Mathématicien mais aussi capitaine des dragons, Bougainville est sollicité par le gouvernement de Louis XV pour diriger une expédition maritime jusque dans l'océan Pacifique. C'est ainsi qu'il va jeter l'ancre à Tahiti au printemps 1768.
Le récit qu'il tirera de son séjour dans cette île du bout du monde nourrira en Europe, jusqu'à nos jours, le mythe du « bon sauvage ».
Louis-Antoine de Bougainville n'était pas un marin. Mathématicien et avocat reconnu, né à Paris le 11 novembre 1729, ce protégé de Madame de Pompadour était plus familier des écueils que réservait la fréquentation des salons que de ceux dissimulés sous la surface des océans.

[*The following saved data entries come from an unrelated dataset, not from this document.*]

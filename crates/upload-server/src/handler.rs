//! Per-connection upload handler.
//!
//! Reads control lines in a loop and dispatches on the leading token:
//!
//! - `FIRST` / `RESUME` open the destination and answer `ACK <stored>`.
//! - `DATA <n>` reads exactly `n` bytes, appends, syncs, answers `ACK`.
//! - `FIN` closes the destination and answers `COMPLETE`.
//!
//! Anything else ends the connection without a reply. The destination is
//! closed on every exit path.

use std::path::PathBuf;

use ferry_protocol::{FramedStream, ProtocolError, Reply, Request};
use ferry_transfer::TransferIdentity;
use tokio::io::{AsyncRead, AsyncWrite};
use tokio::sync::mpsc;
use tracing::{debug, info, warn};

use crate::ServerError;
use crate::leases::PathLeases;
use crate::session::ServerSession;
use crate::types::{CloseReason, ConnectionOutcome, ServerEvent};

/// Settings shared by every connection of one server.
#[derive(Debug, Clone)]
pub struct HandlerContext {
    /// Directory under which `<client_id>/<file_name>` paths live.
    pub root: PathBuf,
    /// Largest accepted `DATA` payload.
    pub max_payload: usize,
    /// Present when per-path exclusivity is enabled.
    pub leases: Option<PathLeases>,
    pub events: Option<mpsc::Sender<ServerEvent>>,
}

impl HandlerContext {
    pub(crate) fn emit(&self, event: ServerEvent) {
        if let Some(tx) = &self.events {
            // Non-blocking: a full channel drops the event.
            let _ = tx.try_send(event);
        }
    }
}

/// Serves one accepted connection until `FIN`, end-of-stream or error.
pub struct ConnectionHandler<S> {
    framed: FramedStream<S>,
    ctx: HandlerContext,
    peer: String,
    session: Option<ServerSession>,
    buf: Vec<u8>,
}

impl<S> ConnectionHandler<S>
where
    S: AsyncRead + AsyncWrite + Unpin,
{
    pub fn new(stream: S, peer: impl Into<String>, ctx: HandlerContext) -> Self {
        Self {
            framed: FramedStream::new(stream),
            ctx,
            peer: peer.into(),
            session: None,
            buf: Vec::new(),
        }
    }

    /// Runs the message loop to completion.
    pub async fn run(mut self) -> Result<ConnectionOutcome, ServerError> {
        let result = self.serve().await;

        if let Some(session) = self.session.take() {
            let identity = session.identity().clone();
            match session.close().await {
                Ok(stored) => {
                    debug!(peer = %self.peer, %identity, stored, "destination closed");
                }
                Err(e) => {
                    warn!(peer = %self.peer, %identity, "failed to close destination: {e}");
                }
            }
        }

        let reason = match &result {
            Ok(ConnectionOutcome::Completed { .. }) => CloseReason::Completed,
            Ok(ConnectionOutcome::Disconnected) => CloseReason::Disconnected,
            Err(e) => CloseReason::Failed(e.to_string()),
        };
        self.ctx.emit(ServerEvent::ConnectionClosed {
            peer: self.peer.clone(),
            reason,
        });

        result
    }

    async fn serve(&mut self) -> Result<ConnectionOutcome, ServerError> {
        loop {
            let Some(request) = self.framed.read_request().await? else {
                debug!(peer = %self.peer, "peer closed the connection");
                return Ok(ConnectionOutcome::Disconnected);
            };

            match request {
                Request::First {
                    client_id,
                    file_name,
                    total_size,
                } => self.handshake(client_id, file_name, Some(total_size)).await?,
                Request::Resume {
                    client_id,
                    file_name,
                } => self.handshake(client_id, file_name, None).await?,
                Request::Data { len } => self.receive_chunk(len).await?,
                Request::Fin => return self.finish().await,
            }
        }
    }

    async fn handshake(
        &mut self,
        client_id: String,
        file_name: String,
        declared_size: Option<u64>,
    ) -> Result<(), ServerError> {
        if let Some(session) = &self.session {
            return Err(ProtocolError::Unexpected(format!(
                "second handshake on a connection already bound to {}",
                session.identity()
            ))
            .into());
        }

        let identity = TransferIdentity::new(client_id, file_name)?;
        let resumed = declared_size.is_none();
        let session = ServerSession::open(
            &self.ctx.root,
            identity.clone(),
            declared_size,
            self.ctx.leases.as_ref(),
        )
        .await?;
        let stored_offset = session.stored_offset();
        self.session = Some(session);

        self.framed
            .send_reply(Reply::Ack {
                offset: stored_offset,
            })
            .await?;

        info!(
            peer = %self.peer,
            %identity,
            resumed,
            stored_offset,
            declared_size = ?declared_size,
            "handshake acknowledged"
        );
        self.ctx.emit(ServerEvent::Handshake {
            identity,
            resumed,
            stored_offset,
        });
        Ok(())
    }

    async fn receive_chunk(&mut self, len: usize) -> Result<(), ServerError> {
        let Some(session) = self.session.as_mut() else {
            return Err(ProtocolError::Unexpected("DATA before handshake".into()).into());
        };
        if len > self.ctx.max_payload {
            return Err(ProtocolError::Malformed(format!(
                "DATA length {len} exceeds limit {}",
                self.ctx.max_payload
            ))
            .into());
        }

        // A payload cut short leaves the file untouched: nothing is
        // appended until all `len` bytes are in memory.
        self.buf.resize(len, 0);
        self.framed.read_payload(&mut self.buf).await?;
        let stored_offset = session.store_chunk(&self.buf).await?;

        self.framed
            .send_reply(Reply::Ack {
                offset: stored_offset,
            })
            .await?;

        self.ctx.emit(ServerEvent::ChunkStored {
            identity: session.identity().clone(),
            len,
            stored_offset,
        });
        Ok(())
    }

    async fn finish(&mut self) -> Result<ConnectionOutcome, ServerError> {
        let Some(session) = self.session.take() else {
            return Err(ProtocolError::Unexpected("FIN before handshake".into()).into());
        };

        let identity = session.identity().clone();
        let stored_offset = session.close().await?;
        self.framed.send_reply(Reply::Complete).await?;

        info!(peer = %self.peer, %identity, stored_offset, "upload complete");
        self.ctx.emit(ServerEvent::Completed {
            identity: identity.clone(),
            stored_offset,
        });
        Ok(ConnectionOutcome::Completed {
            identity,
            stored_offset,
        })
    }
}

Pourtant, si son nom est toujours célèbre, ce n'est ni grâce à son Traité de calcul intégral ni à ses relations mondaines : il le doit à son aventure exceptionnelle et à une fleur. Pour comprendre ce paradoxe, il faut remonter cinq ans plus tôt, à la signature du traité de Paris par lequel la France cède aux Anglais Québec et la Nouvelle-France.
Louis-Antoine de Bougainville fait ses armes en tant que capitaine de dragons et aide de camp de Montcalm au Canada pendant la guerre de Sept Ans.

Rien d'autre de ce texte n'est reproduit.